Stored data
BEGIN

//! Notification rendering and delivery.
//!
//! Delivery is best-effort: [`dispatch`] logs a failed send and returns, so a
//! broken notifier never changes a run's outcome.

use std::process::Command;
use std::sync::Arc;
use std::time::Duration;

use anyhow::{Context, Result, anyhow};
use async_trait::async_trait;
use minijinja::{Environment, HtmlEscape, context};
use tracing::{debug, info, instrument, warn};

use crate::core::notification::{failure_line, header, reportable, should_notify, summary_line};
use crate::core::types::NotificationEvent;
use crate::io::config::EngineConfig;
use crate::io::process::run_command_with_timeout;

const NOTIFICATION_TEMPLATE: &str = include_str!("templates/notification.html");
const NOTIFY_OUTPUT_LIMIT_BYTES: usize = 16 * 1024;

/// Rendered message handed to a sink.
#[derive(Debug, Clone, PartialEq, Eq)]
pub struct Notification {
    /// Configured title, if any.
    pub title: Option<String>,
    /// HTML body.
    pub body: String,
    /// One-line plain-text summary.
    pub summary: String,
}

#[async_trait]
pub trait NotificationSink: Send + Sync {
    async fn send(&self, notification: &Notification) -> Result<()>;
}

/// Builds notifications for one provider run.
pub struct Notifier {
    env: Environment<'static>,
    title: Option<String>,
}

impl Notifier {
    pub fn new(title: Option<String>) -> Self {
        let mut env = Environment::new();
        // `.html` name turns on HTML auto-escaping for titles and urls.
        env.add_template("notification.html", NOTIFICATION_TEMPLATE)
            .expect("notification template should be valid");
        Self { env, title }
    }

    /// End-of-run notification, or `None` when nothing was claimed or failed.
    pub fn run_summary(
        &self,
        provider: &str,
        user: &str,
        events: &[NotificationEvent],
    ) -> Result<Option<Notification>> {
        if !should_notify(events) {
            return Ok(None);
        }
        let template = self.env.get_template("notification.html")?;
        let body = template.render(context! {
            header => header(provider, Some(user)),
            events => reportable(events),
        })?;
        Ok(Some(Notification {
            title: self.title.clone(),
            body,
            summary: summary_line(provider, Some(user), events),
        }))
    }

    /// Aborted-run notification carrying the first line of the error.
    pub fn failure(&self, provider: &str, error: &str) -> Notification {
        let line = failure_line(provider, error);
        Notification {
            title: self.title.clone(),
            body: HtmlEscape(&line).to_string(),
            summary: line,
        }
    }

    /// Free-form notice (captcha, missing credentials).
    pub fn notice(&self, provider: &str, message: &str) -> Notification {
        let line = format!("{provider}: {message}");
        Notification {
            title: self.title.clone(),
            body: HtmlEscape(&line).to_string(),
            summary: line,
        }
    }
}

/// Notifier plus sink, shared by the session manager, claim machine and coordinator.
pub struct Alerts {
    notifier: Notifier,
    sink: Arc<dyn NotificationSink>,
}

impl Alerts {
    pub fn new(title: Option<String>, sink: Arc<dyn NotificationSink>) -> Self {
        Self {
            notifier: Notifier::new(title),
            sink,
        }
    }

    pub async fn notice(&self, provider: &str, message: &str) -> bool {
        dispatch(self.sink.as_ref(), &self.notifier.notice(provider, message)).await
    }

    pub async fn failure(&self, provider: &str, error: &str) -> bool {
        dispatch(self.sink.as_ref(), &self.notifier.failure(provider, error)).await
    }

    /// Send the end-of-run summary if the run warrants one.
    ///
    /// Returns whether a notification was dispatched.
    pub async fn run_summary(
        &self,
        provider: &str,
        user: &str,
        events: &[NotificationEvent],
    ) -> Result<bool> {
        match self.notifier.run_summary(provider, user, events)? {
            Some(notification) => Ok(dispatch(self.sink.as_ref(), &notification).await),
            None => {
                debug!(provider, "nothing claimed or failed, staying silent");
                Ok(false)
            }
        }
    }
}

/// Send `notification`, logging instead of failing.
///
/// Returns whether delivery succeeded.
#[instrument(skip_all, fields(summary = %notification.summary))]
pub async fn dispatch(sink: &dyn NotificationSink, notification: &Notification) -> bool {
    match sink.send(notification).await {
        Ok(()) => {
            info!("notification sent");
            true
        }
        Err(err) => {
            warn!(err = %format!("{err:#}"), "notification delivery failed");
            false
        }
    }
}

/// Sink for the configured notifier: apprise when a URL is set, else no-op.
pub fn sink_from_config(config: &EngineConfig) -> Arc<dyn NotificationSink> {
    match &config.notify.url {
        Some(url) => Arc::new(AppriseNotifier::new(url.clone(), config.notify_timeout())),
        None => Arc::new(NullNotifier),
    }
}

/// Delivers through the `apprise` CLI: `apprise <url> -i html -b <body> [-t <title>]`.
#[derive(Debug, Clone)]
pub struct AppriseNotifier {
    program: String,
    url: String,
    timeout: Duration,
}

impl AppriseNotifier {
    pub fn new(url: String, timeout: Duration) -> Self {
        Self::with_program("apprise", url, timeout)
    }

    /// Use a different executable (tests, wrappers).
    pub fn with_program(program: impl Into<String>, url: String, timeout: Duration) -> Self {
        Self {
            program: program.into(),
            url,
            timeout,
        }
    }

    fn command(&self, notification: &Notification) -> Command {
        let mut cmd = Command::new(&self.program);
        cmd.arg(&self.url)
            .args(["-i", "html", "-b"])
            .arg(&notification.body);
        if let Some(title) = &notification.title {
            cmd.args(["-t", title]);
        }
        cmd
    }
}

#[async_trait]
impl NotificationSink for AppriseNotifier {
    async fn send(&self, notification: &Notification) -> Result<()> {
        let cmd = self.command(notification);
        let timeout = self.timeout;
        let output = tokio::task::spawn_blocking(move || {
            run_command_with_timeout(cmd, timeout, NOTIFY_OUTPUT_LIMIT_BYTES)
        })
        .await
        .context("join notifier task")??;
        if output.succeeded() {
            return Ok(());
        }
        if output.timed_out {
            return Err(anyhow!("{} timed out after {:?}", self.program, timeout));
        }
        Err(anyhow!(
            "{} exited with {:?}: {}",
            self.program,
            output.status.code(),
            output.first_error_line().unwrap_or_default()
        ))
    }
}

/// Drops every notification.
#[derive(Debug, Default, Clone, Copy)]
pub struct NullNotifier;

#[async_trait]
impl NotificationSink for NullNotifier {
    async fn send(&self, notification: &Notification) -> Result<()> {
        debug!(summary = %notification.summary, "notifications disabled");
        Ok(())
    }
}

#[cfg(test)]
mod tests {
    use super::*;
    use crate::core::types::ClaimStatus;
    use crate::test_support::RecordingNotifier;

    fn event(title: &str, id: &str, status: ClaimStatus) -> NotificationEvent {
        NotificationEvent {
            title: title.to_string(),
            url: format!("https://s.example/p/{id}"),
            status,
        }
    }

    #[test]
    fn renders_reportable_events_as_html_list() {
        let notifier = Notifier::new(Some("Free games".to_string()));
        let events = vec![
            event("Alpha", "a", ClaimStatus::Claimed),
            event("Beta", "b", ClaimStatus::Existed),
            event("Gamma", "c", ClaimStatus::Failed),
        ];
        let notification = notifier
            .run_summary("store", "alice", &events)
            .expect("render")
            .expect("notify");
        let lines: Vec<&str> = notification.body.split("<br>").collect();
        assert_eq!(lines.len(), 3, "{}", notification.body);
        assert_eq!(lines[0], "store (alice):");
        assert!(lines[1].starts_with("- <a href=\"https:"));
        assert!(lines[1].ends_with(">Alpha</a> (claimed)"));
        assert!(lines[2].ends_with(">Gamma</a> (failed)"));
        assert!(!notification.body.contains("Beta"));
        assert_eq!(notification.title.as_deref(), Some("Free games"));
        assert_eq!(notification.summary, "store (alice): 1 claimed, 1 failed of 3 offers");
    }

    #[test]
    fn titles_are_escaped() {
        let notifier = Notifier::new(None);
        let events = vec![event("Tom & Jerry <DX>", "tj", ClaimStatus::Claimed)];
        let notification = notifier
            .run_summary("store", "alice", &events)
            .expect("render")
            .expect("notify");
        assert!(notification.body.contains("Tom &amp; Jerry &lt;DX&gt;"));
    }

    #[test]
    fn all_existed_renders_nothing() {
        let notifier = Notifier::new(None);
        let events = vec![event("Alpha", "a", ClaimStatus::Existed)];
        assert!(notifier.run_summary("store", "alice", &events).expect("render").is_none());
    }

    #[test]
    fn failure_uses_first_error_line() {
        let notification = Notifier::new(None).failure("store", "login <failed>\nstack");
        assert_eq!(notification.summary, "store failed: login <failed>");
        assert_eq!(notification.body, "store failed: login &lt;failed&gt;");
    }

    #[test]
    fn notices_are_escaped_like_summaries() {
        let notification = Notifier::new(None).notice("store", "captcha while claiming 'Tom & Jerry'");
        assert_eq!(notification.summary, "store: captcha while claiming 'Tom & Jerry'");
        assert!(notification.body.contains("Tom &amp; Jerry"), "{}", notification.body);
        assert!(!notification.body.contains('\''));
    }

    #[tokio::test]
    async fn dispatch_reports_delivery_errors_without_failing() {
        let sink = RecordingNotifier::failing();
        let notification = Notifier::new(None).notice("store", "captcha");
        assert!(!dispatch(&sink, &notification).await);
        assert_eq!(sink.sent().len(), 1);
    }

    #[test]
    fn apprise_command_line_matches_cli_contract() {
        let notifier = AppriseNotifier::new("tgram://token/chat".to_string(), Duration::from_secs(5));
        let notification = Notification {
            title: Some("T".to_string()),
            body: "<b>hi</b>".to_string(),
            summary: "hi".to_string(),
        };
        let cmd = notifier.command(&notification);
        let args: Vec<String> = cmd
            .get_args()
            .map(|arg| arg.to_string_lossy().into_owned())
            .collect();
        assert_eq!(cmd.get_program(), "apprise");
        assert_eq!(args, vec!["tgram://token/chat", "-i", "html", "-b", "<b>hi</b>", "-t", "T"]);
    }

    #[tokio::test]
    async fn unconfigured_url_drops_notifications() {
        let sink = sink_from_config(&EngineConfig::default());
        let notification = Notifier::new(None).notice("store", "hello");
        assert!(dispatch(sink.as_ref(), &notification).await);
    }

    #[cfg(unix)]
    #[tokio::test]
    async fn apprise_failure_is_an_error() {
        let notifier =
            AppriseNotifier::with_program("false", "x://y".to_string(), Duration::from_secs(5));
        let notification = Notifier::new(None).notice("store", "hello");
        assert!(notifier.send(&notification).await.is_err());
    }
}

END

* [Your instructions]:
Scan the entries and show every line in which the word "false" is found.

* [Result of this exercise]:
                Ok(false)
            false
            AppriseNotifier::with_program("false", "x://y".to_string(), Duration::from_secs(5));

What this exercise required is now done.